I didn’t have a plan. All I knew was that I had to be specific about how I needed God to show me He was real. I didn’t want to suddenly hear a bird coo and be tempted to think it was Him answering me through one of the doves inhabiting my neighbors’ roof. Neither did I have the faith to think God would answer me with an audible voice. I couldn’t let God decide how He would prove His existence to me, it had to be something I decided. If God was capable of anything, truly all-powerful and omnipotent, and if He truly loved me and wanted me to believe in Him, He would understand and answer any test I set up. It had to be something concrete. Something obvious. Something that left me no way of fooling myself. If God was real, I never wanted to doubt Him again.

I glanced at the spice rack built into the wall on my right. The small cabinet door was open, displaying shelves of dried herbs, ground seeds, and flavored extracts. I knew then what my test had to be. It was arbitrary and physically impossible enough for me to be convinced of God’s existence if He passed it. I gripped the edge of the sink.

“If you’re real, God,” I said. “Knock that jar of cinnamon off the spice rack.”

My eyes grew dry without blinking. The jar of cinnamon didn’t budge. A silent scream rose within me, pleading for acknowledgement. I told God it was okay if He knocked off another spice instead—cumin, nutmeg, anything. If He’d parted seas and turned people into pillars of salt to make His existence known before, surely He’d trouble Himself to bring back a prodigal daughter by doing something as simple as knocking over a plastic cylinder. I begged. I cried. Every jar remained still and upright.

I stared at my spice cabinet for over thirty minutes. I knew because the clock on my microwave told me. The understanding sank in slowly. God wasn’t real. My faith was over. I could hardly imagine what that meant. In that moment, standing there on my kitchen mat only a few feet away from the jar of cinnamon that had unwittingly stolen the very meaning from my life, I didn’t know how I felt. Somewhere between stupefied and betrayed, between relieved and heartbroken.
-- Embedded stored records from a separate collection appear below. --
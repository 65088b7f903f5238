use std::path::Path;
use std::sync::Arc;

use anyhow::{Context, Result};
use config::Config;
use pv_yield_simulator::simulation::{
    export, Progress, SimulationEngine, SimulationPeriod, SimulationResult, WeatherInput,
};
use pv_yield_simulator::weather::{CachedSource, StaticSource, WeatherSeries};
use pv_yield_simulator::{config, telemetry};
use telemetry::init_tracing;
use tokio_util::sync::CancellationToken;
use tracing::{info, warn};

#[tokio::main]
async fn main() -> Result<()> {
    init_tracing();

    let cfg = Config::load()?;
    let engine = Arc::new(cfg.engine()?);
    let period = SimulationPeriod::Year(cfg.simulation.year);

    let weather = match &cfg.simulation.weather_file {
        Some(path) => load_weather(&cfg, &engine, path, period).await?,
        None => WeatherInput::ClearSky(cfg.simulation.clear_sky()),
    };

    info!(
        year = cfg.simulation.year,
        latitude = engine.location().latitude(),
        longitude = engine.location().longitude(),
        rated_power_w = engine.panel().rated_power_w(),
        "starting PV yield simulation"
    );

    let cancel = CancellationToken::new();
    let mut run = {
        let engine = engine.clone();
        let cancel = cancel.clone();
        tokio::task::spawn_blocking(move || {
            let report = |p: Progress| {
                info!(
                    processed = p.processed,
                    total = p.total,
                    percent = format!("{:.0}", p.fraction() * 100.0),
                    "simulation progress"
                );
            };
            engine.run(period, weather, Some(&report), &cancel)
        })
    };

    let result = tokio::select! {
        finished = &mut run => finished??,
        _ = telemetry::shutdown_signal() => {
            warn!("cancelling simulation");
            cancel.cancel();
            run.await??
        }
    };

    if let Some(report) = &result.quality {
        info!(quality_percent = report.quality_percent(), "{}", report.render());
    }
    write_outputs(&cfg, &result)?;

    let stats = &result.statistics;
    info!(
        status = %result.status,
        energy_kwh = stats.total_energy_kwh,
        peak_power_w = stats.peak_power_w,
        capacity_factor = stats.capacity_factor,
        performance_ratio = stats.performance_ratio,
        skipped = result.skipped.len(),
        "simulation finished"
    );
    Ok(())
}

async fn load_weather(
    cfg: &Config,
    engine: &SimulationEngine,
    path: &Path,
    period: SimulationPeriod,
) -> Result<WeatherInput> {
    let bytes = tokio::fs::read(path)
        .await
        .with_context(|| format!("reading weather file {}", path.display()))?;
    let series: WeatherSeries = serde_json::from_slice(&bytes)
        .with_context(|| format!("parsing weather file {}", path.display()))?;
    let source = CachedSource::new(
        StaticSource::new(path.display().to_string(), series),
        Arc::new(cfg.cache.build()?),
    );
    Ok(engine.fetch_weather(&source, period)?)
}

fn write_outputs(cfg: &Config, result: &SimulationResult) -> Result<()> {
    let out = &cfg.output;
    for path in [&out.samples_csv, &out.monthly_csv, &out.daily_csv, &out.statistics_json]
        .into_iter()
        .flatten()
    {
        if let Some(dir) = path.parent().filter(|d| !d.as_os_str().is_empty()) {
            std::fs::create_dir_all(dir)
                .with_context(|| format!("creating output directory {}", dir.display()))?;
        }
    }
    if let Some(path) = &out.samples_csv {
        export::write_samples_file(path, &result.samples)
            .with_context(|| format!("writing {}", path.display()))?;
        info!(path = %path.display(), rows = result.samples.len(), "wrote power samples");
    }
    if let Some(path) = &out.monthly_csv {
        export::write_rollup_file(path, result.monthly_summary())
            .with_context(|| format!("writing {}", path.display()))?;
    }
    if let Some(path) = &out.daily_csv {
        export::write_rollup_file(path, result.daily_summary())
            .with_context(|| format!("writing {}", path.display()))?;
    }
    if let Some(path) = &out.statistics_json {
        let file = std::fs::File::create(path)
            .with_context(|| format!("creating {}", path.display()))?;
        serde_json::to_writer_pretty(file, &result.statistics)?;
    }
    Ok(())
}
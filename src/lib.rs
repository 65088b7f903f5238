//! # PV Yield Simulator
//!
//! Estimates photovoltaic power and energy yield for a fixed installation,
//! from clear-sky assumptions or observed weather.
//!
//! - [`solar`]: sun position and clear-sky irradiance
//! - [`pipeline`]: cloud attenuation, transposition, cell temperature and power stages
//! - [`weather`]: quality checks, gap detection and filling, sources and cache
//! - [`simulation`]: time grids, the chunked engine, statistics and CSV export

pub mod config;
pub mod domain;
pub mod error;
pub mod pipeline;
pub mod simulation;
pub mod solar;
pub mod telemetry;
pub mod weather;

pub use error::{Result, SimError};
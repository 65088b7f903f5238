//! # Plane-of-Array Transposition
//!
//! Projects horizontal irradiance onto the tilted module plane:
//!
//! - **Beam**: DNI times the cosine of the angle of incidence, reduced by the
//!   incidence-angle modifier.
//! - **Sky diffuse**: isotropic, Perez (1990) or Hay–Davies.
//! - **Ground reflected**: GHI times albedo times the ground view factor.

use serde::{Deserialize, Serialize};
use strum::{Display, EnumIter, EnumString};

use super::iam::IamModel;
use crate::domain::{IrradianceComponents, PoaComponents};
use crate::error::{Result, SimError};
use crate::solar::{relative_air_mass, SOLAR_CONSTANT};

pub const DEFAULT_ALBEDO: f64 = 0.2;

/// Below this cosine the beam is treated as parallel to the module plane
const GRAZING_COS: f64 = 1e-10;

/// Sky-diffuse transposition model
#[derive(
    Debug, Clone, Copy, Default, PartialEq, Eq, Display, EnumString, EnumIter, Serialize, Deserialize,
)]
#[strum(serialize_all = "snake_case")]
#[serde(rename_all = "snake_case")]
pub enum DiffuseModel {
    Isotropic,
    #[default]
    Perez,
    HayDavies,
}

// Perez et al. (1990) all-sites composite coefficients:
// f11 f12 f13 f21 f22 f23 per sky clearness bin.
const PEREZ_COEFFICIENTS: [[f64; 6]; 8] = [
    [-0.008, 0.588, -0.062, -0.060, 0.072, -0.022],
    [0.130, 0.683, -0.151, -0.019, 0.066, -0.029],
    [0.330, 0.487, -0.221, 0.055, -0.064, -0.026],
    [0.568, 0.187, -0.295, 0.109, -0.152, -0.014],
    [0.873, -0.392, -0.362, 0.226, -0.462, 0.001],
    [1.132, -1.237, -0.412, 0.288, -0.823, 0.056],
    [1.060, -1.600, -0.359, 0.264, -1.127, 0.131],
    [0.678, -0.327, -0.250, 0.156, -1.377, 0.251],
];

const PEREZ_EPSILON_BINS: [f64; 7] = [1.065, 1.23, 1.5, 1.95, 2.8, 4.5, 6.2];

/// Angle of incidence between the sun and the module normal, degrees
pub fn angle_of_incidence(
    sun_zenith_deg: f64,
    sun_azimuth_deg: f64,
    tilt_deg: f64,
    panel_azimuth_deg: f64,
) -> f64 {
    cos_incidence(sun_zenith_deg, sun_azimuth_deg, tilt_deg, panel_azimuth_deg)
        .acos()
        .to_degrees()
}

fn cos_incidence(zenith_deg: f64, sun_azimuth_deg: f64, tilt_deg: f64, panel_azimuth_deg: f64) -> f64 {
    let z = zenith_deg.to_radians();
    let t = tilt_deg.to_radians();
    let da = (sun_azimuth_deg - panel_azimuth_deg).to_radians();
    (z.cos() * t.cos() + z.sin() * t.sin() * da.cos()).clamp(-1.0, 1.0)
}

/// Transpose horizontal irradiance onto the module plane.
#[allow(clippy::too_many_arguments)]
pub fn transpose(
    irradiance: IrradianceComponents,
    sun_zenith_deg: f64,
    sun_azimuth_deg: f64,
    tilt_deg: f64,
    panel_azimuth_deg: f64,
    albedo: f64,
    diffuse_model: DiffuseModel,
    iam_model: IamModel,
) -> Result<PoaComponents> {
    if !(0.0..=90.0).contains(&tilt_deg) {
        return Err(SimError::invalid("tilt", format!("{tilt_deg} outside [0, 90]")));
    }
    if !(0.0..360.0).contains(&panel_azimuth_deg) {
        return Err(SimError::invalid(
            "azimuth",
            format!("{panel_azimuth_deg} outside [0, 360)"),
        ));
    }
    if !(0.0..=1.0).contains(&albedo) {
        return Err(SimError::invalid("albedo", format!("{albedo} outside [0, 1]")));
    }
    for (name, value) in [
        ("ghi", irradiance.ghi),
        ("dni", irradiance.dni),
        ("dhi", irradiance.dhi),
    ] {
        if !(value >= 0.0 && value.is_finite()) {
            return Err(SimError::invalid(name, format!("irradiance must be >= 0, got {value}")));
        }
    }

    let mut cos_aoi = cos_incidence(sun_zenith_deg, sun_azimuth_deg, tilt_deg, panel_azimuth_deg);
    if cos_aoi.abs() < GRAZING_COS {
        cos_aoi = 0.0;
    }
    let aoi_deg = cos_aoi.acos().to_degrees();
    let cos_tilt = tilt_deg.to_radians().cos();

    let sun_up = sun_zenith_deg < 90.0;
    let iam = if sun_up && cos_aoi > 0.0 {
        iam_model.modifier(aoi_deg)
    } else {
        0.0
    };
    let beam = if sun_up {
        irradiance.dni * cos_aoi.max(0.0) * iam
    } else {
        0.0
    };

    let sky_diffuse = match diffuse_model {
        _ if irradiance.dni <= 0.0 || !sun_up => isotropic(irradiance.dhi, cos_tilt),
        DiffuseModel::Isotropic => isotropic(irradiance.dhi, cos_tilt),
        DiffuseModel::HayDavies => hay_davies(irradiance, sun_zenith_deg, cos_aoi, cos_tilt),
        DiffuseModel::Perez => perez(irradiance, sun_zenith_deg, cos_aoi, tilt_deg),
    };
    let ground_diffuse = irradiance.ghi * albedo * (1.0 - cos_tilt) / 2.0;

    Ok(PoaComponents {
        global: (beam + sky_diffuse + ground_diffuse).max(0.0),
        direct: beam,
        sky_diffuse,
        ground_diffuse,
        aoi_deg,
        iam,
    })
}

fn isotropic(dhi: f64, cos_tilt: f64) -> f64 {
    dhi * (1.0 + cos_tilt) / 2.0
}

fn hay_davies(irr: IrradianceComponents, zenith_deg: f64, cos_aoi: f64, cos_tilt: f64) -> f64 {
    let anisotropy = (irr.dni / SOLAR_CONSTANT).clamp(0.0, 1.0);
    let cos_z = zenith_deg.to_radians().cos().max(85f64.to_radians().cos());
    let rb = cos_aoi.max(0.0) / cos_z;
    (irr.dhi * (anisotropy * rb + (1.0 - anisotropy) * (1.0 + cos_tilt) / 2.0)).max(0.0)
}

fn perez(irr: IrradianceComponents, zenith_deg: f64, cos_aoi: f64, tilt_deg: f64) -> f64 {
    if irr.dhi <= 0.0 {
        return 0.0;
    }
    let Some(air_mass) = relative_air_mass(zenith_deg) else {
        return isotropic(irr.dhi, tilt_deg.to_radians().cos());
    };
    let z = zenith_deg.to_radians();
    let kz3 = 1.041 * z.powi(3);
    let epsilon = ((irr.dhi + irr.dni) / irr.dhi + kz3) / (1.0 + kz3);
    let bin = PEREZ_EPSILON_BINS
        .iter()
        .position(|edge| epsilon < *edge)
        .unwrap_or(PEREZ_EPSILON_BINS.len());
    let [f11, f12, f13, f21, f22, f23] = PEREZ_COEFFICIENTS[bin];

    let delta = irr.dhi * air_mass / SOLAR_CONSTANT;
    let f1 = (f11 + f12 * delta + f13 * z).max(0.0);
    let f2 = f21 + f22 * delta + f23 * z;

    let a = cos_aoi.max(0.0);
    let b = z.cos().max(85f64.to_radians().cos());
    let t = tilt_deg.to_radians();

    let sky = irr.dhi * ((1.0 - f1) * (1.0 + t.cos()) / 2.0 + f1 * a / b + f2 * t.sin());
    sky.max(0.0)
}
Was that really it? I wondered. How quickly it had all ended, something that had taken me a lifetime to cultivate. A lifetime wasted, I realized. How many times had I beaten myself up with shame for being rejected by someone who was never there? How many opportunities for love had I missed? For friendship, for joy, for pleasure, for peace?

A calm numbness settled over me. There was no cry that could escape my lips, no tear that could offer relief. There was nothing. So nothing was what I felt.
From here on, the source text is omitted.